- Work to complete: Working through the lines below, return each one that holds "crate".

Data records START

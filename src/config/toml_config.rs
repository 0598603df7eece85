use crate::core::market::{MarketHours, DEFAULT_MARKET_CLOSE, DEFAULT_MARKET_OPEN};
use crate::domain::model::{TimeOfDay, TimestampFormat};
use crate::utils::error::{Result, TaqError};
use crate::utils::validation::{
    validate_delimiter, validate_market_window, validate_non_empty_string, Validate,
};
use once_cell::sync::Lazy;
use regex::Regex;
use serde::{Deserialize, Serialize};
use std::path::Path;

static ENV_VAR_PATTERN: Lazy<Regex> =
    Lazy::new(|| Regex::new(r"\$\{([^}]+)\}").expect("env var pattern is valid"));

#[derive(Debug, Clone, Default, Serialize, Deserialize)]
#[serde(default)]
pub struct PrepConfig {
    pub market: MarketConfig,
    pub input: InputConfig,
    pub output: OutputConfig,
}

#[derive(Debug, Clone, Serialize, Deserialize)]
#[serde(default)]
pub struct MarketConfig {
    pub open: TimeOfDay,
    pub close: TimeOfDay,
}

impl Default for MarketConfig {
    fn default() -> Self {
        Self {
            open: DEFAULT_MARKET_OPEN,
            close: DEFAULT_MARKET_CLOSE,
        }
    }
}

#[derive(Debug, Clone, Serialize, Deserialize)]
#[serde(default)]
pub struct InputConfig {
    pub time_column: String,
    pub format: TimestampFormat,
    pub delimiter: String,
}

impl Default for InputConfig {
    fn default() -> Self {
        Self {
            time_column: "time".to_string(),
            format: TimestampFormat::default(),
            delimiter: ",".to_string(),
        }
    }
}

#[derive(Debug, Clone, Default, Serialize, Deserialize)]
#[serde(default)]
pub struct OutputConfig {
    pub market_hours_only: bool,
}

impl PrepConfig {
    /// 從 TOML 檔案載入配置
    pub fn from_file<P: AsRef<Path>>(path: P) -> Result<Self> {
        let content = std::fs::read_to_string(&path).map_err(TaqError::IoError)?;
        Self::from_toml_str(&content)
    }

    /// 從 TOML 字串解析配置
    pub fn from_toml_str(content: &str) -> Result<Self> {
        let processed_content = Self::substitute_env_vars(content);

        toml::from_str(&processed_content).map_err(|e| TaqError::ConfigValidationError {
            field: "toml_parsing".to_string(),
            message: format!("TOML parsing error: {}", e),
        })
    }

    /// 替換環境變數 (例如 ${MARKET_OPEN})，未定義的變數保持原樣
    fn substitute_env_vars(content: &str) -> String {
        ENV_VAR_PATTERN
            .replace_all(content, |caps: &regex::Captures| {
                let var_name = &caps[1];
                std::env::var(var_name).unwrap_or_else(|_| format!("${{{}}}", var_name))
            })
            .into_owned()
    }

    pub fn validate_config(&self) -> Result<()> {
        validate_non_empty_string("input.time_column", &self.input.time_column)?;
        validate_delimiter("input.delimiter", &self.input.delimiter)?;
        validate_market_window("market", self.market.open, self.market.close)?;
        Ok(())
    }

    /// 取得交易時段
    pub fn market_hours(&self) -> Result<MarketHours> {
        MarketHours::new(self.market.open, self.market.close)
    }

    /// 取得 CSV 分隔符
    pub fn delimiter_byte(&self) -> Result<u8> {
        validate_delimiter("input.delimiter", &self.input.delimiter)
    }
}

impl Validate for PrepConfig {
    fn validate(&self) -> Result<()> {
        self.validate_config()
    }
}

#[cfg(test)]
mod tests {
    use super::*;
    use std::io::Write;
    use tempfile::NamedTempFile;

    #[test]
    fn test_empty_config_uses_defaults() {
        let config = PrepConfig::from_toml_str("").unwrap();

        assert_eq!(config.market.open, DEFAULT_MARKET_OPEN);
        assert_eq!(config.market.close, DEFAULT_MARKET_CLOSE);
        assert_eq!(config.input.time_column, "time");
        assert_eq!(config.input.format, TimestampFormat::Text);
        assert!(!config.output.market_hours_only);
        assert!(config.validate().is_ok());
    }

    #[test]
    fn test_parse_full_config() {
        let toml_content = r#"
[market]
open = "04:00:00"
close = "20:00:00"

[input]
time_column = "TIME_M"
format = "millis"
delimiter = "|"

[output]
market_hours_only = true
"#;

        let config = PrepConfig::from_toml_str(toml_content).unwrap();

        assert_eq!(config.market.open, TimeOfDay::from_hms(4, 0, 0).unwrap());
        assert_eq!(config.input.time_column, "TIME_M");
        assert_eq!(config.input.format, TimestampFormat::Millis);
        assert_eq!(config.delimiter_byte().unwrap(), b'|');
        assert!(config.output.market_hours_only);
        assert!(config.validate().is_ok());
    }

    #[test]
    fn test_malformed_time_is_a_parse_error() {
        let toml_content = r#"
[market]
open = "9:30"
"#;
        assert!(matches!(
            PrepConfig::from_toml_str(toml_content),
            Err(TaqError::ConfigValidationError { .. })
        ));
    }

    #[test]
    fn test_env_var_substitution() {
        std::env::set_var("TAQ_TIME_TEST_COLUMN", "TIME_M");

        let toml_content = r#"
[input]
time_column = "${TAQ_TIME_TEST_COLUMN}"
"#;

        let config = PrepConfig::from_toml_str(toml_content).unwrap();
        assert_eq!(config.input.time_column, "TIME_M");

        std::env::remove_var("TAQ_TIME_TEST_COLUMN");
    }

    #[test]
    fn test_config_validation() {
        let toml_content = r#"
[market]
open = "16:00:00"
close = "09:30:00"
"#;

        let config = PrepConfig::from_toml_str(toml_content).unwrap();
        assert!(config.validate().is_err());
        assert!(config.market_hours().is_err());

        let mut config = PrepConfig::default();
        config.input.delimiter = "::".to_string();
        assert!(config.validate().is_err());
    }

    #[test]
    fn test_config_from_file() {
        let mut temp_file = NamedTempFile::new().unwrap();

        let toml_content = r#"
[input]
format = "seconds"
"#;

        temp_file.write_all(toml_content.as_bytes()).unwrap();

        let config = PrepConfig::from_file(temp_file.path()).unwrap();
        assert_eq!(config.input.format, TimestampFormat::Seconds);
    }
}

Data records END

- Exercise solution:
use crate::core::market::{MarketHours, DEFAULT_MARKET_CLOSE, DEFAULT_MARKET_OPEN};
use crate::domain::model::{TimeOfDay, TimestampFormat};
use crate::utils::error::{Result, TaqError};
use crate::utils::validation::{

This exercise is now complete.